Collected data
━━━

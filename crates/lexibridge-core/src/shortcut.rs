//! Shortcut specification and normalization.
//!
//! This module provides the two shortcut representations the engine uses:
//!
//! - [`ShortcutSpec`]: a validated modifier set plus 1–2 non-modifier keys,
//!   preserving the user's key order for display
//! - [`NormalizedShortcut`]: the canonical string form used as the dispatch
//!   key, the conflict-detection unit, and the only persisted representation
//!
//! # Normalization
//!
//! Normalization applies, in order: numeric-pad digits fold onto base-row
//! digits; single alphanumeric keys are upper-cased; specs with no modifier
//! or with more than two non-modifier keys are rejected; non-modifier keys
//! are sorted lexicographically so key-order permutations (`T+1` vs `1+T`)
//! produce the same canonical form; the result is rendered as
//! `Mod1+Mod2+...+Key1[+Key2]` with modifiers in fixed order
//! (Ctrl, Alt, Shift, Meta).
//!
//! ```
//! use lexibridge_core::{Key, Modifiers, ShortcutSpec};
//!
//! let a = ShortcutSpec::pair(Modifiers::CTRL_ALT, Key::T, Key::Digit1);
//! let b = ShortcutSpec::pair(Modifiers::CTRL_ALT, Key::Digit1, Key::T);
//! assert_eq!(a.normalize(), b.normalize());
//! assert_eq!(a.normalize().as_str(), "Ctrl+Alt+1+T");
//! ```

use std::fmt;
use std::str::FromStr;

use serde::de::{self, Deserializer, Visitor};
use serde::ser::Serializer;
use serde::{Deserialize, Serialize};

use crate::keys::{Key, KeyPress, Modifiers};
use crate::logging::targets;

/// Maximum number of non-modifier keys in a shortcut.
pub const MAX_SHORTCUT_KEYS: usize = 2;

/// Error type for invalid or unparseable shortcuts.
#[derive(Debug, Clone, PartialEq, Eq)]
pub enum ShortcutParseError {
    /// The string is empty.
    Empty,
    /// No non-modifier key was specified.
    NoKey,
    /// No modifier was specified (a bare-key shortcut would shadow every
    /// sequence beginning with that key).
    NoModifier,
    /// More than two non-modifier keys were specified.
    TooManyKeys,
    /// Unknown key name.
    UnknownKey(String),
}

impl fmt::Display for ShortcutParseError {
    fn fmt(&self, f: &mut fmt::Formatter<'_>) -> fmt::Result {
        match self {
            Self::Empty => write!(f, "empty shortcut"),
            Self::NoKey => write!(f, "no key specified (only modifiers)"),
            Self::NoModifier => write!(f, "at least one modifier is required"),
            Self::TooManyKeys => {
                write!(f, "too many keys (max {MAX_SHORTCUT_KEYS})")
            }
            Self::UnknownKey(s) => write!(f, "unknown key: {s}"),
        }
    }
}

impl std::error::Error for ShortcutParseError {}

// =============================================================================
// Shortcut Spec
// =============================================================================

/// A validated key combination: a non-empty modifier set plus one or two
/// non-modifier keys.
///
/// The key order is preserved for display; equality treats the keys as a set,
/// so `Ctrl+Alt+T+1` and `Ctrl+Alt+1+T` compare equal.
#[derive(Debug, Clone)]
pub struct ShortcutSpec {
    modifiers: Modifiers,
    keys: Vec<Key>,
}

impl ShortcutSpec {
    /// Create a single-key shortcut.
    pub fn single(modifiers: Modifiers, key: Key) -> Self {
        Self {
            modifiers,
            keys: vec![key],
        }
    }

    /// Create a two-key shortcut, preserving the given key order for display.
    ///
    /// Equal keys collapse to a single-key shortcut, matching the set
    /// semantics of shortcut equality.
    pub fn pair(modifiers: Modifiers, first: Key, second: Key) -> Self {
        if first == second {
            return Self::single(modifiers, first);
        }
        Self {
            modifiers,
            keys: vec![first, second],
        }
    }

    /// Create a shortcut from raw parts, validating the shape.
    pub fn from_parts(modifiers: Modifiers, keys: Vec<Key>) -> Result<Self, ShortcutParseError> {
        if keys.is_empty() {
            return Err(ShortcutParseError::NoKey);
        }
        if modifiers.none() {
            return Err(ShortcutParseError::NoModifier);
        }
        let mut deduped: Vec<Key> = Vec::with_capacity(keys.len());
        for key in keys {
            if !deduped.contains(&key) {
                deduped.push(key);
            }
        }
        if deduped.len() > MAX_SHORTCUT_KEYS {
            return Err(ShortcutParseError::TooManyKeys);
        }
        Ok(Self {
            modifiers,
            keys: deduped,
        })
    }

    /// Create a single-key shortcut from a raw key press.
    pub fn from_press(press: KeyPress) -> Result<Self, ShortcutParseError> {
        Self::from_parts(press.modifiers, vec![press.key])
    }

    /// The modifier set.
    pub fn modifiers(&self) -> Modifiers {
        self.modifiers
    }

    /// The non-modifier keys in display order.
    pub fn keys(&self) -> &[Key] {
        &self.keys
    }

    /// Normalize into the canonical form.
    ///
    /// Validation has already happened at construction, so this cannot fail.
    pub fn normalize(&self) -> NormalizedShortcut {
        let mut keys: Vec<Key> = self.keys.iter().map(|k| k.fold_numpad()).collect();
        keys.sort_by(|a, b| a.name().cmp(b.name()));
        keys.dedup();

        let mut parts = self.modifiers.canonical_names();
        parts.extend(keys.iter().map(|k| k.name()));

        NormalizedShortcut {
            canonical: parts.join("+"),
            modifiers: self.modifiers,
            keys,
        }
    }
}

impl PartialEq for ShortcutSpec {
    fn eq(&self, other: &Self) -> bool {
        if self.modifiers != other.modifiers || self.keys.len() != other.keys.len() {
            return false;
        }
        // Key order is insignificant for equality (max two keys).
        self.keys.iter().all(|k| other.keys.contains(k))
    }
}

impl Eq for ShortcutSpec {}

impl fmt::Display for ShortcutSpec {
    fn fmt(&self, f: &mut fmt::Formatter<'_>) -> fmt::Result {
        let mut parts = self.modifiers.canonical_names();
        parts.extend(self.keys.iter().map(|k| k.name()));
        write!(f, "{}", parts.join("+"))
    }
}

impl FromStr for ShortcutSpec {
    type Err = ShortcutParseError;

    /// Parse a shortcut from the wire format `Mod1+Mod2+...+Key1[+Key2]`.
    ///
    /// Modifier names are matched case-insensitively and accept the common
    /// aliases (`control`, `option`, `cmd`, `super`, ...). Key-order
    /// permutations parse to equal specs.
    fn from_str(s: &str) -> Result<Self, Self::Err> {
        let s = s.trim();
        if s.is_empty() {
            return Err(ShortcutParseError::Empty);
        }

        let mut modifiers = Modifiers::NONE;
        let mut keys = Vec::new();

        for part in s.split('+') {
            let part = part.trim();
            if part.is_empty() {
                // A trailing "+" names the plus key on some layouts; the wire
                // format does not carry it, so treat it as unknown.
                return Err(ShortcutParseError::UnknownKey("+".to_string()));
            }
            match part.to_lowercase().as_str() {
                "ctrl" | "control" => modifiers.ctrl = true,
                "alt" | "option" => modifiers.alt = true,
                "shift" => modifiers.shift = true,
                "meta" | "cmd" | "command" | "win" | "windows" | "super" => modifiers.meta = true,
                _ => match Key::from_name(part) {
                    Some(key) => keys.push(key),
                    None => {
                        tracing::debug!(
                            target: targets::SHORTCUT,
                            key = part,
                            "unknown key name in shortcut string"
                        );
                        return Err(ShortcutParseError::UnknownKey(part.to_string()));
                    }
                },
            }
        }

        Self::from_parts(modifiers, keys)
    }
}

// =============================================================================
// Normalized Shortcut
// =============================================================================

/// The canonical form of a shortcut.
///
/// Equality, ordering, and hashing are all defined over the canonical string,
/// which makes this the dispatch-table key and the conflict-detection unit.
/// The decomposed modifier set and sorted key list ride along so that
/// validators never need to re-parse.
#[derive(Debug, Clone)]
pub struct NormalizedShortcut {
    canonical: String,
    modifiers: Modifiers,
    keys: Vec<Key>,
}

impl NormalizedShortcut {
    /// The canonical string form.
    pub fn as_str(&self) -> &str {
        &self.canonical
    }

    /// The modifier set.
    pub fn modifiers(&self) -> Modifiers {
        self.modifiers
    }

    /// The non-modifier keys, sorted lexicographically and numpad-folded.
    pub fn keys(&self) -> &[Key] {
        &self.keys
    }

    /// Number of non-modifier keys (1 or 2).
    pub fn key_count(&self) -> usize {
        self.keys.len()
    }
}

impl PartialEq for NormalizedShortcut {
    fn eq(&self, other: &Self) -> bool {
        self.canonical == other.canonical
    }
}

impl Eq for NormalizedShortcut {}

impl std::hash::Hash for NormalizedShortcut {
    fn hash<H: std::hash::Hasher>(&self, state: &mut H) {
        self.canonical.hash(state);
    }
}

impl fmt::Display for NormalizedShortcut {
    fn fmt(&self, f: &mut fmt::Formatter<'_>) -> fmt::Result {
        f.write_str(&self.canonical)
    }
}

impl FromStr for NormalizedShortcut {
    type Err = ShortcutParseError;

    fn from_str(s: &str) -> Result<Self, Self::Err> {
        Ok(s.parse::<ShortcutSpec>()?.normalize())
    }
}

impl Serialize for NormalizedShortcut {
    fn serialize<S: Serializer>(&self, serializer: S) -> Result<S::Ok, S::Error> {
        serializer.serialize_str(&self.canonical)
    }
}

impl<'de> Deserialize<'de> for NormalizedShortcut {
    fn deserialize<D: Deserializer<'de>>(deserializer: D) -> Result<Self, D::Error> {
        struct ShortcutVisitor;

        impl<'de> Visitor<'de> for ShortcutVisitor {
            type Value = NormalizedShortcut;

            fn expecting(&self, f: &mut fmt::Formatter<'_>) -> fmt::Result {
                f.write_str("a shortcut string like \"Ctrl+Alt+T\"")
            }

            fn visit_str<E: de::Error>(self, v: &str) -> Result<Self::Value, E> {
                v.parse().map_err(de::Error::custom)
            }
        }

        deserializer.deserialize_str(ShortcutVisitor)
    }
}
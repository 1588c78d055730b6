//! Logging facilities for the shortcut engine.
//!
//! Lexibridge instruments with the `tracing` crate. To see logs, install a
//! subscriber in the host application:
//!
//! ```ignore
//! tracing_subscriber::fmt::init();
//! ```

/// Target names for log filtering.
///
/// Use these with `tracing` directives to filter logs by subsystem, e.g.
/// `RUST_LOG=lexibridge::sequence=trace`.
pub mod targets {
    /// Shortcut parsing and normalization.
    pub const SHORTCUT: &str = "lexibridge::shortcut";
    /// Sequence detector transitions.
    pub const SEQUENCE: &str = "lexibridge::sequence";
    /// Dispatch table rebuilds and lookups.
    pub const DISPATCH: &str = "lexibridge::dispatch";
    /// Shortcut capture for the settings UI.
    pub const RECORDER: &str = "lexibridge::recorder";
}
//! Engine configuration.
//!
//! The settings collaborator persists one document: an ordered list of
//! shortcut-bound actions plus the modifier that arms the word-by-word
//! selection extender. Shortcuts serialize as their canonical wire-format
//! string (`"Ctrl+Alt+1+T"`), which is the only persisted representation.

use serde::{Deserialize, Serialize};

use lexibridge_core::{
    ActionKind, DispatchTable, Modifiers, NormalizedShortcut, RegisteredAction, RegistryError,
};

/// The modifier that, together with the arrow keys, drives word-by-word
/// selection extension.
#[derive(Debug, Clone, Copy, PartialEq, Eq, Default, Serialize, Deserialize)]
#[serde(rename_all = "snake_case")]
pub enum ExtendModifier {
    /// Control.
    Ctrl,
    /// Alt (the default; least likely to collide with native bindings).
    #[default]
    Alt,
    /// Shift.
    Shift,
    /// Meta / Super / Command.
    Meta,
}

impl ExtendModifier {
    /// The modifier set the engine matches key presses against.
    pub fn modifiers(self) -> Modifiers {
        match self {
            Self::Ctrl => Modifiers::CTRL,
            Self::Alt => Modifiers::ALT,
            Self::Shift => Modifiers::SHIFT,
            Self::Meta => Modifiers::META,
        }
    }
}

/// One configured action.
#[derive(Debug, Clone, PartialEq, Eq, Serialize, Deserialize)]
pub struct ActionConfig {
    /// The canonical shortcut string.
    pub shortcut: NormalizedShortcut,
    /// Stable identifier handed to the transform collaborator.
    pub id: String,
    /// Human-readable name shown in conflict messages and notifications.
    pub name: String,
    /// What the action does.
    pub kind: ActionKind,
}

impl ActionConfig {
    fn to_action(&self) -> RegisteredAction {
        RegisteredAction {
            shortcut: self.shortcut.clone(),
            action_id: self.id.clone(),
            display_name: self.name.clone(),
            kind: self.kind,
        }
    }
}

/// The full engine configuration, as delivered by the settings collaborator.
#[derive(Debug, Clone, PartialEq, Eq, Default, Serialize, Deserialize)]
pub struct EngineConfig {
    /// Shortcut-bound actions, in the user's configured order.
    #[serde(default)]
    pub actions: Vec<ActionConfig>,
    /// The word-extension trigger modifier.
    #[serde(default)]
    pub extend_modifier: ExtendModifier,
}

impl EngineConfig {
    /// Parse a configuration from its persisted JSON document.
    pub fn from_json(json: &str) -> Result<Self, serde_json::Error> {
        serde_json::from_str(json)
    }

    /// Serialize the configuration to its persisted JSON document.
    pub fn to_json(&self) -> Result<String, serde_json::Error> {
        serde_json::to_string_pretty(self)
    }

    /// Build the dispatch table, failing on the first conflicting entry.
    pub fn build_table(&self) -> Result<DispatchTable, RegistryError> {
        DispatchTable::build(self.actions.iter().map(ActionConfig::to_action).collect())
    }

    /// Report every conflicting entry in the list, not just the first.
    ///
    /// Conflicting entries are skipped and later entries are validated
    /// against the surviving set, so the settings UI can show the user the
    /// complete damage in one pass.
    pub fn validate(&self) -> Vec<RegistryError> {
        let mut table = DispatchTable::new();
        let mut errors = Vec::new();
        for action in &self.actions {
            if let Err(err) = table.register(action.to_action()) {
                errors.push(err);
            }
        }
        errors
    }
}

━━━

Write out a verbatim copy of the data, beginning with its first line and ending with the line that contains "fold onto base-row".

ANSWER SECTION -
filename crates/lexibridge-core/src/shortcut.rs
//! Shortcut specification and normalization.
//!
//! This module provides the two shortcut representations the engine uses:
//!
//! - [`ShortcutSpec`]: a validated modifier set plus 1–2 non-modifier keys,
//!   preserving the user's key order for display
//! - [`NormalizedShortcut`]: the canonical string form used as the dispatch
//!   key, the conflict-detection unit, and the only persisted representation
//!
//! # Normalization
//!
//! Normalization applies, in order: numeric-pad digits fold onto base-row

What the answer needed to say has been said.